Start of MATERIAL PROVIDED
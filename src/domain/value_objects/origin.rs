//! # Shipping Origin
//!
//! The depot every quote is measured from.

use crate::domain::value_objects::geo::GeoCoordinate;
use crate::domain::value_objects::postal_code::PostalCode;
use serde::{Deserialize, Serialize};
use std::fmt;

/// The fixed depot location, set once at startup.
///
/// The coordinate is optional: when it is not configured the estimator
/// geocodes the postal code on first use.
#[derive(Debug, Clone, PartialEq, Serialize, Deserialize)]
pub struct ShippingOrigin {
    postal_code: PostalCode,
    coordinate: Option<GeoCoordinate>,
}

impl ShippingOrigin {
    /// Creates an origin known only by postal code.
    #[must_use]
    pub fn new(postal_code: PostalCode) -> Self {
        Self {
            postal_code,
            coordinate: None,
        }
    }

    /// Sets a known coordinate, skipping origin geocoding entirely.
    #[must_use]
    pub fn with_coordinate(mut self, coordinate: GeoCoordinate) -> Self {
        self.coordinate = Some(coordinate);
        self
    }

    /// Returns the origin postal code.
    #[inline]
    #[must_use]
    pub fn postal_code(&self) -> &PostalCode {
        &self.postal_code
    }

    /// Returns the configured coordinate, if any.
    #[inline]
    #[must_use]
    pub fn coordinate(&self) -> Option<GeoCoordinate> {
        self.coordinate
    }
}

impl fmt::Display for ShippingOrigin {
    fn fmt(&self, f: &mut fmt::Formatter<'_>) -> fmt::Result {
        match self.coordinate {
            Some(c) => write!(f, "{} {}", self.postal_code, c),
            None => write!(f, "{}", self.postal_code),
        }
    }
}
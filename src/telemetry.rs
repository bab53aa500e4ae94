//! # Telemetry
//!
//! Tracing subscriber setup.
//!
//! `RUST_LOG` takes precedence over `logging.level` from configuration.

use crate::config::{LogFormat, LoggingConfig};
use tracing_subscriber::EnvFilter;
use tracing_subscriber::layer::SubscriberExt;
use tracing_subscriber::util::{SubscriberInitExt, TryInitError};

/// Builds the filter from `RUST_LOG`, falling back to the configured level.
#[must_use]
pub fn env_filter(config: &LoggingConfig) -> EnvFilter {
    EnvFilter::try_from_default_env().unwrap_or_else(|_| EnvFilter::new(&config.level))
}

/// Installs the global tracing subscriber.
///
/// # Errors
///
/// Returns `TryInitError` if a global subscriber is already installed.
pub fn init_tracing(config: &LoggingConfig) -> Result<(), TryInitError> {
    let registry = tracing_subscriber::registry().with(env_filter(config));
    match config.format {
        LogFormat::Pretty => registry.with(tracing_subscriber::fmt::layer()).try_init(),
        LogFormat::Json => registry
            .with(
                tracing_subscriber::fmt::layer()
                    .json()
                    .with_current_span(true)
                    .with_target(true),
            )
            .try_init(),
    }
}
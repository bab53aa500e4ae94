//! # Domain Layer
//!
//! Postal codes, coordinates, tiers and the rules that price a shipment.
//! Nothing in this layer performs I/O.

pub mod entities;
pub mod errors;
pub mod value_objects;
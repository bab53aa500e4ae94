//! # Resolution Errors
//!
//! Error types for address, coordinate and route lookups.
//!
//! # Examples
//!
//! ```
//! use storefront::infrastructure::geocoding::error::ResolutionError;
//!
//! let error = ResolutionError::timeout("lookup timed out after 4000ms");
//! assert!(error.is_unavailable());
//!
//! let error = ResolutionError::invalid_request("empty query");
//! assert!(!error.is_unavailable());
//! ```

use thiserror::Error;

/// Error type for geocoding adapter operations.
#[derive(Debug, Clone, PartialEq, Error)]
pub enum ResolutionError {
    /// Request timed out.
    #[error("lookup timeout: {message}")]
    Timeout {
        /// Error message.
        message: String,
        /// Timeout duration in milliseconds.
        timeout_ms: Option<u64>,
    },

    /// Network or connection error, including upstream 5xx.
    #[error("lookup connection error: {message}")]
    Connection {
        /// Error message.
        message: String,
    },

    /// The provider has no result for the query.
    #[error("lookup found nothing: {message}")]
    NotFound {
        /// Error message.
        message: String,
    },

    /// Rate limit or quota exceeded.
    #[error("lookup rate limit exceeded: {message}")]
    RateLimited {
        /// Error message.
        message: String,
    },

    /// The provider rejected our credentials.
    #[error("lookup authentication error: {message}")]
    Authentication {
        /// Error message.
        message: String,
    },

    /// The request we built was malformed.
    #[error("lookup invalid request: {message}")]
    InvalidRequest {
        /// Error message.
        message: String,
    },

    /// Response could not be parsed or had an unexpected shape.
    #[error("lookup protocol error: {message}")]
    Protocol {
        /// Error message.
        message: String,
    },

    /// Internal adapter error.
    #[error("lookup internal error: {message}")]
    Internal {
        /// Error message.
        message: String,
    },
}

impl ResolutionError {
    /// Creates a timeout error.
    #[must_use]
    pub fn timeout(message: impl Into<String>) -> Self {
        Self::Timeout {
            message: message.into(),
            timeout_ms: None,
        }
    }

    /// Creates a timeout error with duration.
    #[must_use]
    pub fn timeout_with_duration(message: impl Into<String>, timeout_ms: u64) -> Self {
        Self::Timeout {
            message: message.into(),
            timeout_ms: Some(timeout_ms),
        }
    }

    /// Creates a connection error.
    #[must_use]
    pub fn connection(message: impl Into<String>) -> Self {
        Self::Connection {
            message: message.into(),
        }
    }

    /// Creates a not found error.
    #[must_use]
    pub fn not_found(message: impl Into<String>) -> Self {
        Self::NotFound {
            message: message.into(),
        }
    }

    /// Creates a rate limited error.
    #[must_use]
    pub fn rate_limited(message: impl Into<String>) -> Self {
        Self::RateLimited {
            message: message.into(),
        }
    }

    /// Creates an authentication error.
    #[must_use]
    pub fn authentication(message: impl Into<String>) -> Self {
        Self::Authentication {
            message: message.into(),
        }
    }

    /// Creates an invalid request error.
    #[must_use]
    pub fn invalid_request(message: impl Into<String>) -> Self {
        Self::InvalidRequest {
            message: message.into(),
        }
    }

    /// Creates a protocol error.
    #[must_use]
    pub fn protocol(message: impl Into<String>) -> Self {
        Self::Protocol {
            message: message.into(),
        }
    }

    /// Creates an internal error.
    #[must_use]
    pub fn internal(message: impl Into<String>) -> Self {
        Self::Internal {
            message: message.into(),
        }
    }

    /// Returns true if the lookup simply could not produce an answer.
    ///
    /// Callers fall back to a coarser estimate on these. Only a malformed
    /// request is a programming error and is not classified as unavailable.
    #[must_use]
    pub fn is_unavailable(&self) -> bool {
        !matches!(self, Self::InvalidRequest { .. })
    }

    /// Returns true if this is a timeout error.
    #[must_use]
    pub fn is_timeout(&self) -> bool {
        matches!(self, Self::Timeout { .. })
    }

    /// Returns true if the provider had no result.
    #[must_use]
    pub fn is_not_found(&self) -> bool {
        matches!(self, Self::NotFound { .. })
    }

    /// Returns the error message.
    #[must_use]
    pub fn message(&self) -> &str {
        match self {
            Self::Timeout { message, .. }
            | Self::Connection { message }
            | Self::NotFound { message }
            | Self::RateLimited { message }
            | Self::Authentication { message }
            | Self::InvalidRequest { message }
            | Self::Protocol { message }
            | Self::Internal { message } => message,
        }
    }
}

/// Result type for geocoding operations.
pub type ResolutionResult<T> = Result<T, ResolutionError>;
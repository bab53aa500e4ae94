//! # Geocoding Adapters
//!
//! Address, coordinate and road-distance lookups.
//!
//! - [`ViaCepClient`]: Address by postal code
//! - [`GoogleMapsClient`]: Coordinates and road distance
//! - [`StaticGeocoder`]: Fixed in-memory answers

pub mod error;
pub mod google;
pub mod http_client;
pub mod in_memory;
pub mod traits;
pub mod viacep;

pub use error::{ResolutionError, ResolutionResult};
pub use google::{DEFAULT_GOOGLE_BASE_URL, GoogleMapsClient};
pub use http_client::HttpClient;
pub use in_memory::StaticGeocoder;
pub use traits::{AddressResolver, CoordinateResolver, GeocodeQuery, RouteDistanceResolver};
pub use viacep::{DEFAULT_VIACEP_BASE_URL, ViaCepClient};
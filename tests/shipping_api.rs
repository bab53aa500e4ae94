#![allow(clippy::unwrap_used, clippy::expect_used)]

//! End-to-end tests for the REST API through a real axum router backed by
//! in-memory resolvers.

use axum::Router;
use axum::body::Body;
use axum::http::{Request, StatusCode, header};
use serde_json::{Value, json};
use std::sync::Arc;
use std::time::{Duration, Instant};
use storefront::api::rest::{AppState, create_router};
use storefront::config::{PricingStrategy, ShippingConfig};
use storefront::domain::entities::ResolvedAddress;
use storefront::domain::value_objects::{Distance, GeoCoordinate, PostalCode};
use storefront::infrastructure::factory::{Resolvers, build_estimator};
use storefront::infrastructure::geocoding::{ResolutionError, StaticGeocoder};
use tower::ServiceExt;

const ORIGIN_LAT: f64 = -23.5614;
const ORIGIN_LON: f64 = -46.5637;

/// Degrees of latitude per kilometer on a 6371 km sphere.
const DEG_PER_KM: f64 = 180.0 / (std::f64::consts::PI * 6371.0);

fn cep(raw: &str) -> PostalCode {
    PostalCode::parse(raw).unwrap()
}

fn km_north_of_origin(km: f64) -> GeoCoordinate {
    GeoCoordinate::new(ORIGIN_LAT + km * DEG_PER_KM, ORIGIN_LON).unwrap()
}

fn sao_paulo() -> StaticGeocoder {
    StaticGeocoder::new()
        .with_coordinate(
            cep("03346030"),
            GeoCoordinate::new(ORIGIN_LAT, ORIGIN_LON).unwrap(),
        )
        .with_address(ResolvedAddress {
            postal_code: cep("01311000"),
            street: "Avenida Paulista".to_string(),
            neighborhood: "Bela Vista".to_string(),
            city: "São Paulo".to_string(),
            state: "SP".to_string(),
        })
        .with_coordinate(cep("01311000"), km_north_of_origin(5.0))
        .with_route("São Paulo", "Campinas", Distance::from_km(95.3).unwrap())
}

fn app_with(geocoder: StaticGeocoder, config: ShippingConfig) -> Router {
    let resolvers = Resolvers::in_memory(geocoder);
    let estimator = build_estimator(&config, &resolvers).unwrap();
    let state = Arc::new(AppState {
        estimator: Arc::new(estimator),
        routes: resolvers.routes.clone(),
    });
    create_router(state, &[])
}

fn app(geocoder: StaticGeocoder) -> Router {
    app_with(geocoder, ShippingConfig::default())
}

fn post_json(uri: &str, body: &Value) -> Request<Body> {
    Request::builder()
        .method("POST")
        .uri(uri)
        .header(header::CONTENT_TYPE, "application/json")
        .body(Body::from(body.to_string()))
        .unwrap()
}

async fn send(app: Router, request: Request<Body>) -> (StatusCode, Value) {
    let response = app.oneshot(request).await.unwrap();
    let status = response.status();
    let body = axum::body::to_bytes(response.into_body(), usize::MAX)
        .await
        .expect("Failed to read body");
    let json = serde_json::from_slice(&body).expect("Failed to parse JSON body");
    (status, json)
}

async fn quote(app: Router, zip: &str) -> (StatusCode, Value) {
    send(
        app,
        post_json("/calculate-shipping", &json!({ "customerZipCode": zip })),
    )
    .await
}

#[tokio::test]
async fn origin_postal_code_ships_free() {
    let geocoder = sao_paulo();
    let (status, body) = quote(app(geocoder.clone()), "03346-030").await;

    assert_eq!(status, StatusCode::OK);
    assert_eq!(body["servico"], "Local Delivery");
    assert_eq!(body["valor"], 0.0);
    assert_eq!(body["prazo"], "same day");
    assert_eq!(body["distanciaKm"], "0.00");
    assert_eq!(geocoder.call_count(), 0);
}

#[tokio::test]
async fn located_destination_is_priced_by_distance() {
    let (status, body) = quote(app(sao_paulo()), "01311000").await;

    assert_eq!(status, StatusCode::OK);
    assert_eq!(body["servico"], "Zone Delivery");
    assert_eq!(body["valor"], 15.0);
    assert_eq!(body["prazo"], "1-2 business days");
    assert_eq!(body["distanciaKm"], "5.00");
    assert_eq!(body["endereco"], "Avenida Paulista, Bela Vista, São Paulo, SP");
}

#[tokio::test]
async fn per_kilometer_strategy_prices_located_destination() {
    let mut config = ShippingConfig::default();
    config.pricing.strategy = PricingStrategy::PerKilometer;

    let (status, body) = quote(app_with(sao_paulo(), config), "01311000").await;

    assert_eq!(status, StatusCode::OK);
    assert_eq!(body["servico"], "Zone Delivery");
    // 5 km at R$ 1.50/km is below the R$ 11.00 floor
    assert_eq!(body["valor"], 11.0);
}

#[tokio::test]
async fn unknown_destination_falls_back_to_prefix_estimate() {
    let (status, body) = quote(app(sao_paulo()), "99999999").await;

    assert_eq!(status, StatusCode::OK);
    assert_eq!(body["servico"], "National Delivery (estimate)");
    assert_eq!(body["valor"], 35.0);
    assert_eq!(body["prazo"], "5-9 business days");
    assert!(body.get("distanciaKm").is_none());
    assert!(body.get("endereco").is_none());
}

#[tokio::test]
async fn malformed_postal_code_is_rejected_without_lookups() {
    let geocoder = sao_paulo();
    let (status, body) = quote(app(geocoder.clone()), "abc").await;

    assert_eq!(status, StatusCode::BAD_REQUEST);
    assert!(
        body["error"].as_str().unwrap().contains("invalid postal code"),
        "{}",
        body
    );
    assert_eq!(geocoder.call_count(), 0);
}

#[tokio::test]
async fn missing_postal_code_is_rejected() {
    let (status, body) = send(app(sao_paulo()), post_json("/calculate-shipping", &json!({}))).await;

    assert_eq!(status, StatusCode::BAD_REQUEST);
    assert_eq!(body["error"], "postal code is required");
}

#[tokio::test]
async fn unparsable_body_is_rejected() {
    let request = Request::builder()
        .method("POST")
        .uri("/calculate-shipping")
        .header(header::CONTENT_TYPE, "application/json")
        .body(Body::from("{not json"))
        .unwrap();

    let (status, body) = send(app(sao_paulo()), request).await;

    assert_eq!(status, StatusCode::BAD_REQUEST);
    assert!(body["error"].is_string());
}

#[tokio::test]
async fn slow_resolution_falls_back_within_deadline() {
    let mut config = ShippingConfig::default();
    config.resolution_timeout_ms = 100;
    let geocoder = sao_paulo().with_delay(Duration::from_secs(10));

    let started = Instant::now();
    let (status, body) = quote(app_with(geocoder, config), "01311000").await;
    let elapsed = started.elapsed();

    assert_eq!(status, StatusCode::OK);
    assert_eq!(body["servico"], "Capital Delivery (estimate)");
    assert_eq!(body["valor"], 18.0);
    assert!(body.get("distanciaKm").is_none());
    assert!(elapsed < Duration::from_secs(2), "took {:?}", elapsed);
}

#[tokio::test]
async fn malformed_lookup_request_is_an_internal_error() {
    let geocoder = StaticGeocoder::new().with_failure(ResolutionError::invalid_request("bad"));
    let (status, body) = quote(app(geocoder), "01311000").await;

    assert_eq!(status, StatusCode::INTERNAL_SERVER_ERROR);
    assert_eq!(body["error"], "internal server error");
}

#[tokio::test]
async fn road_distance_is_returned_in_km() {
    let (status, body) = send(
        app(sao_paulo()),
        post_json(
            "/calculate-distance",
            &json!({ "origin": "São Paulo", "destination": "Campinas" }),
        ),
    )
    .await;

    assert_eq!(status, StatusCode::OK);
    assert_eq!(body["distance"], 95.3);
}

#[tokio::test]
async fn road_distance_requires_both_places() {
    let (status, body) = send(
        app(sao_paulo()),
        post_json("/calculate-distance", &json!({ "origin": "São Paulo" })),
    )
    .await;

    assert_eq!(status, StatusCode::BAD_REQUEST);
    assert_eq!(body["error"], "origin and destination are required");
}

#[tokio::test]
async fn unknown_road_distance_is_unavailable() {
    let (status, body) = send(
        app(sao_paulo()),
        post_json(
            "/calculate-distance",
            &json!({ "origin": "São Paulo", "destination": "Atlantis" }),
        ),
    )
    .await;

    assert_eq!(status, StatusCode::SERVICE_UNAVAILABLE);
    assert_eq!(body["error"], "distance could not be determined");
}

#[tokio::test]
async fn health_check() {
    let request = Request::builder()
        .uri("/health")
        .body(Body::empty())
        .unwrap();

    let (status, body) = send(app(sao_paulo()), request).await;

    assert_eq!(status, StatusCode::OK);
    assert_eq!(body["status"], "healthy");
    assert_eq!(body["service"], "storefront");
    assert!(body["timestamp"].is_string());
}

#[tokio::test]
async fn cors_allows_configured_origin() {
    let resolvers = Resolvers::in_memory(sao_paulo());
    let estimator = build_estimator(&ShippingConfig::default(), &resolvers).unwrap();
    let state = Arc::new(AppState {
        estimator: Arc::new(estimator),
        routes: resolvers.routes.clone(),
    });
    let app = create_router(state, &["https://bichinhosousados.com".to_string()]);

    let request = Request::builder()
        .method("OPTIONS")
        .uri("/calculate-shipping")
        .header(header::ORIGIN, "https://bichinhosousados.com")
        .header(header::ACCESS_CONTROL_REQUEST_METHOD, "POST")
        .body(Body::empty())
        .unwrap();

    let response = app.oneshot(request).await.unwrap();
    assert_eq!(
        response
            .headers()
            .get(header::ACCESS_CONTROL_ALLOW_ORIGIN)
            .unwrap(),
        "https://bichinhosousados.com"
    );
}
End of MATERIAL PROVIDED
WHAT TO PRODUCE: Go through the material and copy every line in which the word "distanciaKm" occurs.

SOLUTION FOR THIS EXERCISE:
    assert_eq!(body["distanciaKm"], "0.00");
    assert_eq!(body["distanciaKm"], "5.00");
    assert!(body.get("distanciaKm").is_none());
    assert!(body.get("distanciaKm").is_none());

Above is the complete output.